* _Directions_: Write out, from the entries below, exactly the lines that run between the lines holding "filename csema-core/src/lib.rs" and "seven-pass analysis described", inclusive, and stop there.

* _Data to process_:
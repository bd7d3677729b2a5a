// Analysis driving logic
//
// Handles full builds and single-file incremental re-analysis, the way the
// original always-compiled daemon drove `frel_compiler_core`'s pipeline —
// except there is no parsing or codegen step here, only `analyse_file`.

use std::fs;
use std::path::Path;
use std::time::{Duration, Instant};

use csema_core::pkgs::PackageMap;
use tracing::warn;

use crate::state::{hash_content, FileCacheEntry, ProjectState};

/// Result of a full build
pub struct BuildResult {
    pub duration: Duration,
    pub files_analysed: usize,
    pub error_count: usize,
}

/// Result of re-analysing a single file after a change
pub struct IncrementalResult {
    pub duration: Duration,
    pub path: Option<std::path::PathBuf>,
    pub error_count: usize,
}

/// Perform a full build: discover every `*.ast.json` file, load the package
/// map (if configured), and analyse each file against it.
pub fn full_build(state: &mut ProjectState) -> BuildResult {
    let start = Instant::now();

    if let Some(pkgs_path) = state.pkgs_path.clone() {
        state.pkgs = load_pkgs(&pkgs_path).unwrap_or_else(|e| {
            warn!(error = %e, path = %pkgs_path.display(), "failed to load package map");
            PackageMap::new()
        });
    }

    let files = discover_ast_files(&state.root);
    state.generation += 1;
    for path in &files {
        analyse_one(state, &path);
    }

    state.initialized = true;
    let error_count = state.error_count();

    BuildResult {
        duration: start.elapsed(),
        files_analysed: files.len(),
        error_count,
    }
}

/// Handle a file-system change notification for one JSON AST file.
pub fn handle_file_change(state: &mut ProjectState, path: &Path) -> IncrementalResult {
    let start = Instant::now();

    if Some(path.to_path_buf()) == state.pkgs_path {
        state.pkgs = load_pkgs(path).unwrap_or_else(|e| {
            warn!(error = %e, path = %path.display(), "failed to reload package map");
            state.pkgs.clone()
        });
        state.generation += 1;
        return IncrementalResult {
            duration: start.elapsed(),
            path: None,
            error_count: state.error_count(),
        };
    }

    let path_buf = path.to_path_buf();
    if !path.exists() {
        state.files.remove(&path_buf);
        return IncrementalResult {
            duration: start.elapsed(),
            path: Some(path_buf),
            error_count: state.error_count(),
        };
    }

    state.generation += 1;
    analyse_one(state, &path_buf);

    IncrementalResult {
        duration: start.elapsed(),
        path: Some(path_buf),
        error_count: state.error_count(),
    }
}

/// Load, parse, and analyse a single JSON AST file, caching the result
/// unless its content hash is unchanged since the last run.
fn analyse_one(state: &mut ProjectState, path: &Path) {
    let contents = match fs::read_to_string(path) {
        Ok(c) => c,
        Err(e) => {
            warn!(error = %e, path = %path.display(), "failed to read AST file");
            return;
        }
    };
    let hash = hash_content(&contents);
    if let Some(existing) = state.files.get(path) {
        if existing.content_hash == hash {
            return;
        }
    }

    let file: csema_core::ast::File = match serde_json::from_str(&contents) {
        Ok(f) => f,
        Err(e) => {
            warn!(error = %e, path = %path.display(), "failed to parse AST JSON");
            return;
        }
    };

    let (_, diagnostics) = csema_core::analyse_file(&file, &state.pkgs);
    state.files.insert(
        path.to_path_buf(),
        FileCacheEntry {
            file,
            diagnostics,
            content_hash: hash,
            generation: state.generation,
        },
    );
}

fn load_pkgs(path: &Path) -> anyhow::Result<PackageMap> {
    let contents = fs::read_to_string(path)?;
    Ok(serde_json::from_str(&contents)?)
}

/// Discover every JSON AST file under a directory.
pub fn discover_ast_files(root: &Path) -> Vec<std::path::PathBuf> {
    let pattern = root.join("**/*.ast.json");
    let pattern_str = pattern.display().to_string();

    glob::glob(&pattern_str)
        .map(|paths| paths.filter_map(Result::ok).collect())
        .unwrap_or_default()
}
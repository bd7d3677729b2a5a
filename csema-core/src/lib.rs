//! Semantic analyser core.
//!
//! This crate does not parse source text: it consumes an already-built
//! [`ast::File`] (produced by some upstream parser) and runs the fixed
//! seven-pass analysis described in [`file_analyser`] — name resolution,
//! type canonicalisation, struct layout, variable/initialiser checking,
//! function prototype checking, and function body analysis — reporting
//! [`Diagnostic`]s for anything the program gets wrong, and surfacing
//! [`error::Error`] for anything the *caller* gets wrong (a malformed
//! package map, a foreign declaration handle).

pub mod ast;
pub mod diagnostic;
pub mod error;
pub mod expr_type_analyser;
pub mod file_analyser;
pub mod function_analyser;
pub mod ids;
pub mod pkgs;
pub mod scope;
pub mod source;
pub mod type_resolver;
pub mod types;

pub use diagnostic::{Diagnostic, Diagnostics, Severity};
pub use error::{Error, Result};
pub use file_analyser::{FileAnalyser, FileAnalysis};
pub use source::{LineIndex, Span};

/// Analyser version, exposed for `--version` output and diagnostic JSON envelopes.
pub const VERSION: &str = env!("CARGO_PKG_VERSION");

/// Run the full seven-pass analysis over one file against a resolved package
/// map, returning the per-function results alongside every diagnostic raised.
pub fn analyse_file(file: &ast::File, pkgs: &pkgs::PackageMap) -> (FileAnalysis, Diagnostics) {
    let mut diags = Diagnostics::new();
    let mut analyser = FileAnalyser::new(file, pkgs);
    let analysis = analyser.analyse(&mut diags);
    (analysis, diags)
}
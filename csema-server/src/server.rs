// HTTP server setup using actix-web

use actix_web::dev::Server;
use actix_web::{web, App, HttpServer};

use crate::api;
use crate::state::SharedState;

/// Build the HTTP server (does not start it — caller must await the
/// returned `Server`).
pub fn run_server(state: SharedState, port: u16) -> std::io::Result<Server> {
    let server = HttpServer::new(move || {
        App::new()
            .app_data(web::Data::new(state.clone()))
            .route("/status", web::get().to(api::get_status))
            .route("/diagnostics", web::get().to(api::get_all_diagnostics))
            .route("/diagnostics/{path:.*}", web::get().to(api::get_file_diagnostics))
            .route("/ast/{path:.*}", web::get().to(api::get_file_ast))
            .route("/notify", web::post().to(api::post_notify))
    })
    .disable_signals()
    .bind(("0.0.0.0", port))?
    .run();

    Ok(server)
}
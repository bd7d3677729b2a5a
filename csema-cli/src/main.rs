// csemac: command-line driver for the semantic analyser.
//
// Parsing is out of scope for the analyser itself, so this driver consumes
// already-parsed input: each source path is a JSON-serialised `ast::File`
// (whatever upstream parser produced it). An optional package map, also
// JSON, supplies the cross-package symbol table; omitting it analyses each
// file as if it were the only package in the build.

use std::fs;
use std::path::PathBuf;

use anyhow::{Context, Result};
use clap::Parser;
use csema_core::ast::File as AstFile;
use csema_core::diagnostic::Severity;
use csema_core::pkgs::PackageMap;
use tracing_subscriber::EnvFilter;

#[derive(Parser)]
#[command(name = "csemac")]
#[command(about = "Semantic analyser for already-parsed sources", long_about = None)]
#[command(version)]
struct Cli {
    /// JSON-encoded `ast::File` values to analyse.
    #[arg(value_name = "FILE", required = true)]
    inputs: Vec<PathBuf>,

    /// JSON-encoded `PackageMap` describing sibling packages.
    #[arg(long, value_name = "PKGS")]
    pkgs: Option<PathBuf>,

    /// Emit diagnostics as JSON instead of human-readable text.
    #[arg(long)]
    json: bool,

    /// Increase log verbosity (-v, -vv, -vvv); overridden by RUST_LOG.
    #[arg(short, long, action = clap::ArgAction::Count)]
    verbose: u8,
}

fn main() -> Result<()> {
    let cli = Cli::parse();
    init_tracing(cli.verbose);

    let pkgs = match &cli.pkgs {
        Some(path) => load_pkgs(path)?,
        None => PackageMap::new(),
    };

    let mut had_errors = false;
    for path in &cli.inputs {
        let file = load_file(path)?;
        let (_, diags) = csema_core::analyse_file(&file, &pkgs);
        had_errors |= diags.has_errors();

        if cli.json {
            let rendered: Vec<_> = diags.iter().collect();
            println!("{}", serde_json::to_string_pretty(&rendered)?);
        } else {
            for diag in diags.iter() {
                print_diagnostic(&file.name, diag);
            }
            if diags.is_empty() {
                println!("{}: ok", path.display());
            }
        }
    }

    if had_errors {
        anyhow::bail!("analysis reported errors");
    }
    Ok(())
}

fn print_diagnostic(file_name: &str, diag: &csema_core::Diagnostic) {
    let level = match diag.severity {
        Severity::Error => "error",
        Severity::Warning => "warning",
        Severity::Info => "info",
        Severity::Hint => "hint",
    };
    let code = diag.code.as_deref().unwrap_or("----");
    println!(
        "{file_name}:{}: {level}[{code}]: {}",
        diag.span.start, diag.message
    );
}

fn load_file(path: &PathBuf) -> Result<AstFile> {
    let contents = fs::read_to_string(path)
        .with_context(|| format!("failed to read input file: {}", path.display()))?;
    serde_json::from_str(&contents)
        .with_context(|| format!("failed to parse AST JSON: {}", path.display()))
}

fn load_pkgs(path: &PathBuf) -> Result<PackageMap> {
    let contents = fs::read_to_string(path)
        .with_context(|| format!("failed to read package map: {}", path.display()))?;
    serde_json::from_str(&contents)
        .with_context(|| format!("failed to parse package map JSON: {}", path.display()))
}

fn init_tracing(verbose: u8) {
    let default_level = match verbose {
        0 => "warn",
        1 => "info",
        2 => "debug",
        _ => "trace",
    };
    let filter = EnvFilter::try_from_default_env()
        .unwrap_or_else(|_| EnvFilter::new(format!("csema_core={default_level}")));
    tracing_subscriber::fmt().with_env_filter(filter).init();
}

* _Solution_:
filename csema-core/src/lib.rs
//! Semantic analyser core.
//!
//! This crate does not parse source text: it consumes an already-built
//! [`ast::File`] (produced by some upstream parser) and runs the fixed
//! seven-pass analysis described in [`file_analyser`] — name resolution,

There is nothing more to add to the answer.